● Work task:
The expected output is each line below containing "been", copied in full.

● Provided material:

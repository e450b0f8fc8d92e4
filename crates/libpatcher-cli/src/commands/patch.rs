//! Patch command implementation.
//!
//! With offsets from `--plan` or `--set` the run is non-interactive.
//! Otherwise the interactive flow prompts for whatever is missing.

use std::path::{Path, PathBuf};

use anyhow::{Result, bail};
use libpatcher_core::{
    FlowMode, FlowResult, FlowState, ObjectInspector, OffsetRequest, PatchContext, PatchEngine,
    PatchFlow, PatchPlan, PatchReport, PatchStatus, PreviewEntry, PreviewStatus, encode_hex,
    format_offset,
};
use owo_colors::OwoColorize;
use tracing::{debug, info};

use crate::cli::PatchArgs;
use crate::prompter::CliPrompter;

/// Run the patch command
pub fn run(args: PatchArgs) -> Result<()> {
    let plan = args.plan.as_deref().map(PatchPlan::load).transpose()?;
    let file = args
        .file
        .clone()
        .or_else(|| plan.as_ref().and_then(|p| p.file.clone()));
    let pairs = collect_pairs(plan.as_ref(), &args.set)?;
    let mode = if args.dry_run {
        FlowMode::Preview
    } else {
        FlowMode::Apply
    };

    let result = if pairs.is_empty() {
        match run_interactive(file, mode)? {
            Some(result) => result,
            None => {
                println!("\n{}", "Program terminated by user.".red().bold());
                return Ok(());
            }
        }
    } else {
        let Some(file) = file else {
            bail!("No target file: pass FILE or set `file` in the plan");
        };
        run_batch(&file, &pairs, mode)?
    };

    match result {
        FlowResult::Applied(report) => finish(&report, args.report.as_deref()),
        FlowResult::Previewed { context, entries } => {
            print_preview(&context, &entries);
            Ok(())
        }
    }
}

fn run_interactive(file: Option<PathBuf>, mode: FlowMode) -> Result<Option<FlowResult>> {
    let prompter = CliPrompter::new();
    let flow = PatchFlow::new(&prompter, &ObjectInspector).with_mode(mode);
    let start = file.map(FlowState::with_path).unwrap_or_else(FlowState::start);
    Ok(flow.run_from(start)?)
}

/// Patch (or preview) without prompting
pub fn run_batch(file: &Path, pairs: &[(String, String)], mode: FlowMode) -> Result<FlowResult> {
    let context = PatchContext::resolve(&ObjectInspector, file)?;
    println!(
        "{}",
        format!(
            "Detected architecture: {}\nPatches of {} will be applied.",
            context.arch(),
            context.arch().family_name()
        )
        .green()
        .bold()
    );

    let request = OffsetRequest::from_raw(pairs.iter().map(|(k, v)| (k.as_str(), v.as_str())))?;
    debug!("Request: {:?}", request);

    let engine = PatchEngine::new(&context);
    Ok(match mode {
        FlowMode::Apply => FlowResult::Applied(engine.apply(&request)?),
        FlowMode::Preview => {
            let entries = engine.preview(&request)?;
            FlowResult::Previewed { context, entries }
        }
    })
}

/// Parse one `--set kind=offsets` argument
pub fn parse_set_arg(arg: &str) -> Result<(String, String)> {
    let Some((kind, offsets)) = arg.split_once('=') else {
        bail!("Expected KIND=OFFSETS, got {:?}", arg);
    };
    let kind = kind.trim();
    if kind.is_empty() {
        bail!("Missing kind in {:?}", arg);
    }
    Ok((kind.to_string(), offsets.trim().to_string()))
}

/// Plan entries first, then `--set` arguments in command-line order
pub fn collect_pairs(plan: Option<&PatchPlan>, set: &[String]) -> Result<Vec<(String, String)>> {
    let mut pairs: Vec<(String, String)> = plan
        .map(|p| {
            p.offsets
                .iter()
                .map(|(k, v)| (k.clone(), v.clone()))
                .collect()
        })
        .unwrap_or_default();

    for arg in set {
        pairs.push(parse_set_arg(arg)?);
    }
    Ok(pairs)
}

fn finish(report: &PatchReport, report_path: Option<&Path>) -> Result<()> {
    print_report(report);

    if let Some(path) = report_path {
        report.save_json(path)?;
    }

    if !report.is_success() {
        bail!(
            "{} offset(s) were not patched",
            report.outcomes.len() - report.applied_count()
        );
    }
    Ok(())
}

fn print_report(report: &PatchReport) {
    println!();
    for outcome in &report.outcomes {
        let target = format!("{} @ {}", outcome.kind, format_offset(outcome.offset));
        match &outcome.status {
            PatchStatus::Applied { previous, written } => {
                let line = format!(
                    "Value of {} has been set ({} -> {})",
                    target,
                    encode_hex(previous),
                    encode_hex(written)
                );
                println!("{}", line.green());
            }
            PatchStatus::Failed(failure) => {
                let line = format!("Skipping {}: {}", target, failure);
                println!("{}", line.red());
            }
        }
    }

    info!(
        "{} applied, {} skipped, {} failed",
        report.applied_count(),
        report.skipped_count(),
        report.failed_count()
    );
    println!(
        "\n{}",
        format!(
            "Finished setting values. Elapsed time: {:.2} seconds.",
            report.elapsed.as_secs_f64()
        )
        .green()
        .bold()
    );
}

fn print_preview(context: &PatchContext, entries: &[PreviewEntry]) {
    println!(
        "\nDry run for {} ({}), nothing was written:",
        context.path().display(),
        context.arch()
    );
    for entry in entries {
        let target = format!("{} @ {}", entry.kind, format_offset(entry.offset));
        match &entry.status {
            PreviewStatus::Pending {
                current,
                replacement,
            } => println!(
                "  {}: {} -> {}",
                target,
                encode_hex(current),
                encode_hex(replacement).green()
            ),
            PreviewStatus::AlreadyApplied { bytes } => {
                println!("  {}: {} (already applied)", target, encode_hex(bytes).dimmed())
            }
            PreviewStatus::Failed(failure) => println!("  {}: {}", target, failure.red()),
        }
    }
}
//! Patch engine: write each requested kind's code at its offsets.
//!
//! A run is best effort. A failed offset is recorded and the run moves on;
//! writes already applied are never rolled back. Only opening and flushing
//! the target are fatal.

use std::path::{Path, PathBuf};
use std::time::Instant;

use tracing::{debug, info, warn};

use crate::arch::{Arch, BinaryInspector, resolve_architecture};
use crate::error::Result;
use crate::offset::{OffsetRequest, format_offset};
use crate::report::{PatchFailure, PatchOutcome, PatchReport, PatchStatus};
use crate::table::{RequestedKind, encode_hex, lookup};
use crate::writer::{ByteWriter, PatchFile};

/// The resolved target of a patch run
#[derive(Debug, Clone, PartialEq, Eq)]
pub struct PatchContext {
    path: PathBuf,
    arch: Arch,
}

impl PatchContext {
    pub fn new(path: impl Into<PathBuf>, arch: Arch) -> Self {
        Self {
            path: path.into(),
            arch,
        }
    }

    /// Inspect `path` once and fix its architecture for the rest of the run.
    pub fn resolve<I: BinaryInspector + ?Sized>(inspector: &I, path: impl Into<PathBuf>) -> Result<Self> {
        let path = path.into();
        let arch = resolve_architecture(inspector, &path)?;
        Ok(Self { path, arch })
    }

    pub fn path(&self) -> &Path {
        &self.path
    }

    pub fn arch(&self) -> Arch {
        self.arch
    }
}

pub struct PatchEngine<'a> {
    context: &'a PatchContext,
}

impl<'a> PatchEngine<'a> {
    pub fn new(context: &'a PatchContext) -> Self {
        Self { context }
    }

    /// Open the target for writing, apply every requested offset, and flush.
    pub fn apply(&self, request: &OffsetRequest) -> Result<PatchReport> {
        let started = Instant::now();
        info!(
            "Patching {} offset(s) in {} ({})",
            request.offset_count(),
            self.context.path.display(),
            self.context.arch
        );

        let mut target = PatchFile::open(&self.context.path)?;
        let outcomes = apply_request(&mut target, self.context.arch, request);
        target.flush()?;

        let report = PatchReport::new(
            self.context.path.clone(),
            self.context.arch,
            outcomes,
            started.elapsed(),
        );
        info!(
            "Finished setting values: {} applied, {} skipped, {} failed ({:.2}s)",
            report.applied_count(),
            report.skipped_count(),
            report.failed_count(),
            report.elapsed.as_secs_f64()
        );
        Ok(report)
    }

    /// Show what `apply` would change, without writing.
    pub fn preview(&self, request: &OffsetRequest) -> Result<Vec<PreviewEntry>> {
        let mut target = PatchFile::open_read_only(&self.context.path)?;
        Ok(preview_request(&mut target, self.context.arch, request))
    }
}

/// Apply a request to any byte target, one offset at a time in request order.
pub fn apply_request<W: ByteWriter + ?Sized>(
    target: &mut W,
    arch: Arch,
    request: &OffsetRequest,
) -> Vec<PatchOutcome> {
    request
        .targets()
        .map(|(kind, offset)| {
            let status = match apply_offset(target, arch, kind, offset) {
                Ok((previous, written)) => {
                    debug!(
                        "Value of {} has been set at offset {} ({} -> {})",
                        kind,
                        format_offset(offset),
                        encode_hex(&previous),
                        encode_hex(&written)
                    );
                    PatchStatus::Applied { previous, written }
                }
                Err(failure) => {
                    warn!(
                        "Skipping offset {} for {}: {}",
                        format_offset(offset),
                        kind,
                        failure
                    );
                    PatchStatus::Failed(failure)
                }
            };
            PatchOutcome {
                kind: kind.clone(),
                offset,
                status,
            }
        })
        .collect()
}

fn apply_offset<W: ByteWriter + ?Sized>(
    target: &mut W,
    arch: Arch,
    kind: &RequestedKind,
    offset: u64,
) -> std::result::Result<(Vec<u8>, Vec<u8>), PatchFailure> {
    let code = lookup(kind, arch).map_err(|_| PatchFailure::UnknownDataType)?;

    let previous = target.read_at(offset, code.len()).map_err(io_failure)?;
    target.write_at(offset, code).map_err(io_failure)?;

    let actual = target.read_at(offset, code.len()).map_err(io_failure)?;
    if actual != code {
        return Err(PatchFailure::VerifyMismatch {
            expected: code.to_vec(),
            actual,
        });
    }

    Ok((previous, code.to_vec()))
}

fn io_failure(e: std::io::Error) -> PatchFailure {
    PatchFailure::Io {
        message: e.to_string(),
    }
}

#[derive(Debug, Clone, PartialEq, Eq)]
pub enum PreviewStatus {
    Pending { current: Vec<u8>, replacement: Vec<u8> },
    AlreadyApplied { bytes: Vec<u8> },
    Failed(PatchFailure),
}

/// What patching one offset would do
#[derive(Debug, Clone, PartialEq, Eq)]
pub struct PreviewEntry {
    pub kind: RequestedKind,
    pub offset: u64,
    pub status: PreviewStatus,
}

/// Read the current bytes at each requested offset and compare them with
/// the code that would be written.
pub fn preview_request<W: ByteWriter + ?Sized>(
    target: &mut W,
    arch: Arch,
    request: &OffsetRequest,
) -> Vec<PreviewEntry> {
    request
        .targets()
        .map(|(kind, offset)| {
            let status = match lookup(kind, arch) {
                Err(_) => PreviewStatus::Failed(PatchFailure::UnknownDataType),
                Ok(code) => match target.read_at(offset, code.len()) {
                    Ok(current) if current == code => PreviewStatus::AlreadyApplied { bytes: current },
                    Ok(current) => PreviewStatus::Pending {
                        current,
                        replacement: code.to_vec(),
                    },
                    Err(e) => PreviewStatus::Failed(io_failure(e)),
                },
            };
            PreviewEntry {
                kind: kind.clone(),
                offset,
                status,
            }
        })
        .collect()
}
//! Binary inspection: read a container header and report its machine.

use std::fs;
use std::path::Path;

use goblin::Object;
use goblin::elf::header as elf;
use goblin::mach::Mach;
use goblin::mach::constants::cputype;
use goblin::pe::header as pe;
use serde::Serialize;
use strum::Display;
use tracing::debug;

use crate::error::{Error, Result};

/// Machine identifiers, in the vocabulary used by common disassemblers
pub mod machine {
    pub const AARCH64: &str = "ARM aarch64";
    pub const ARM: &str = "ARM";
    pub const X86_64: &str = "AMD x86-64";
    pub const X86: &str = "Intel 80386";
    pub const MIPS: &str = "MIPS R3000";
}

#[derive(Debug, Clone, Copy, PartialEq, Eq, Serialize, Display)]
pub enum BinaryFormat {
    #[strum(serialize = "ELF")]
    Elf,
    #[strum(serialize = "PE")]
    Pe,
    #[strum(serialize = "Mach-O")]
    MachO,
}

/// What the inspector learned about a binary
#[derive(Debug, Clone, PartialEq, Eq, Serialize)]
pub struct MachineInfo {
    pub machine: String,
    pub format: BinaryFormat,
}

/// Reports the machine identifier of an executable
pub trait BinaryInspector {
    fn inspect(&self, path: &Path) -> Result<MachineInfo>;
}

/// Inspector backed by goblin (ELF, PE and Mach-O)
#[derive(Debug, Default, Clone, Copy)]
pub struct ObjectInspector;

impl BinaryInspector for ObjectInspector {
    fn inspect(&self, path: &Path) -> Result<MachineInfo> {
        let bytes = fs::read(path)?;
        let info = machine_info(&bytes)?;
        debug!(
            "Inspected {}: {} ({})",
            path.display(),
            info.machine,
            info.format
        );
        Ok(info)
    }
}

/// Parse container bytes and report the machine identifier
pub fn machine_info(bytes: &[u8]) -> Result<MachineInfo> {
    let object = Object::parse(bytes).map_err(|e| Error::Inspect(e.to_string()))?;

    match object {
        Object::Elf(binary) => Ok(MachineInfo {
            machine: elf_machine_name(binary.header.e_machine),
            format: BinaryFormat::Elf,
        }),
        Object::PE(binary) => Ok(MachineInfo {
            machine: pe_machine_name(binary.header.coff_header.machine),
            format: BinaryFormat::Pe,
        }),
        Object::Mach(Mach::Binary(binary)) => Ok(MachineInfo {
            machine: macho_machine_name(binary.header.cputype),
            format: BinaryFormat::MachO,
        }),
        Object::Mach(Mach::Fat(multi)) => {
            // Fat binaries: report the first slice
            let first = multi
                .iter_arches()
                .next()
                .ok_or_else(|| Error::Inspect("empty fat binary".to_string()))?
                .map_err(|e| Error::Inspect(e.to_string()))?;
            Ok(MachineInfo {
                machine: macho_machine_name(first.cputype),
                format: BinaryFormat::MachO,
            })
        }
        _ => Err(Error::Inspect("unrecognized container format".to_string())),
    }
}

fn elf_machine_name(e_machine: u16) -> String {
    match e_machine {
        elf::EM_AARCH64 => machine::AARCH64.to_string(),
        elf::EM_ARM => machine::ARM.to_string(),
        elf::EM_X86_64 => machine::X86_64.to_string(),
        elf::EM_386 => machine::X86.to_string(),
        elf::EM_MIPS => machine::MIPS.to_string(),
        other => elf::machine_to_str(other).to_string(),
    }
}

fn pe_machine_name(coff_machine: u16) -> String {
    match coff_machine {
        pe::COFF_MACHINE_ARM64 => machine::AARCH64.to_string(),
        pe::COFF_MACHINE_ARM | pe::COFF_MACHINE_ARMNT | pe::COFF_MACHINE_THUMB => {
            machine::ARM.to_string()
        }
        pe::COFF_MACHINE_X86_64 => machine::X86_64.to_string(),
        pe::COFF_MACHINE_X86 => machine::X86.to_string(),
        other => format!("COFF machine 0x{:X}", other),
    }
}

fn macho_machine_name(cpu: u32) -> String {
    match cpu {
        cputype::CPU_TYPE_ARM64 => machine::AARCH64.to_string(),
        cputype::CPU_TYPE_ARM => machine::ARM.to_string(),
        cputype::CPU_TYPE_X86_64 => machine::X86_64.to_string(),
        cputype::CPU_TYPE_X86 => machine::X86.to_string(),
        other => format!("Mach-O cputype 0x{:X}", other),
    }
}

* * *

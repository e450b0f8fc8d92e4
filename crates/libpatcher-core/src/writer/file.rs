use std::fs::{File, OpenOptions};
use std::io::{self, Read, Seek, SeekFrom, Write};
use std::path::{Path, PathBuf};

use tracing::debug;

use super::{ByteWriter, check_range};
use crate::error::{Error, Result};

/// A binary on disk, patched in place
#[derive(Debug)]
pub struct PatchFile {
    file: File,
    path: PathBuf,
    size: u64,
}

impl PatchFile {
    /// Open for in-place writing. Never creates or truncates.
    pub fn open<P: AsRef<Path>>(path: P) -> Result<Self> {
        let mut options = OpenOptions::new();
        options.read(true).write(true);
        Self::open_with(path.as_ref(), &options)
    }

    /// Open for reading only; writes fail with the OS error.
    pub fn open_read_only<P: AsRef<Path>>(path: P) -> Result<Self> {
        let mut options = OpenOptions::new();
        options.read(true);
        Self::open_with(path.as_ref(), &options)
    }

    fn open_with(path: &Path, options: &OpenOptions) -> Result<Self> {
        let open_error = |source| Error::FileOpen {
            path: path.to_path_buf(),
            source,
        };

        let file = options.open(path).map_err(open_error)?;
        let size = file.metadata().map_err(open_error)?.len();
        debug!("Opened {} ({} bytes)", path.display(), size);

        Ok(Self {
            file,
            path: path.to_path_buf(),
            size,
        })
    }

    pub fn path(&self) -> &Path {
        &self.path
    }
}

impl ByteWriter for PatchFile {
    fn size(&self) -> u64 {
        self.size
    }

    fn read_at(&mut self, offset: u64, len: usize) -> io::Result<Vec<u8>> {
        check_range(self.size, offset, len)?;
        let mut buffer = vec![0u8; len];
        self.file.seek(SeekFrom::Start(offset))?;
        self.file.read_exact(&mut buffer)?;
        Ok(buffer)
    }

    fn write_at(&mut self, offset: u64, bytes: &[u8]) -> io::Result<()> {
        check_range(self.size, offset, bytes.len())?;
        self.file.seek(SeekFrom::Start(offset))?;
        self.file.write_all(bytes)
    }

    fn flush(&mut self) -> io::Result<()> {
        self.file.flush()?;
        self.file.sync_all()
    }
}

● Finished exercise:
                    "Value of {} has been set ({} -> {})",
                        "Value of {} has been set at offset {} ({} -> {})",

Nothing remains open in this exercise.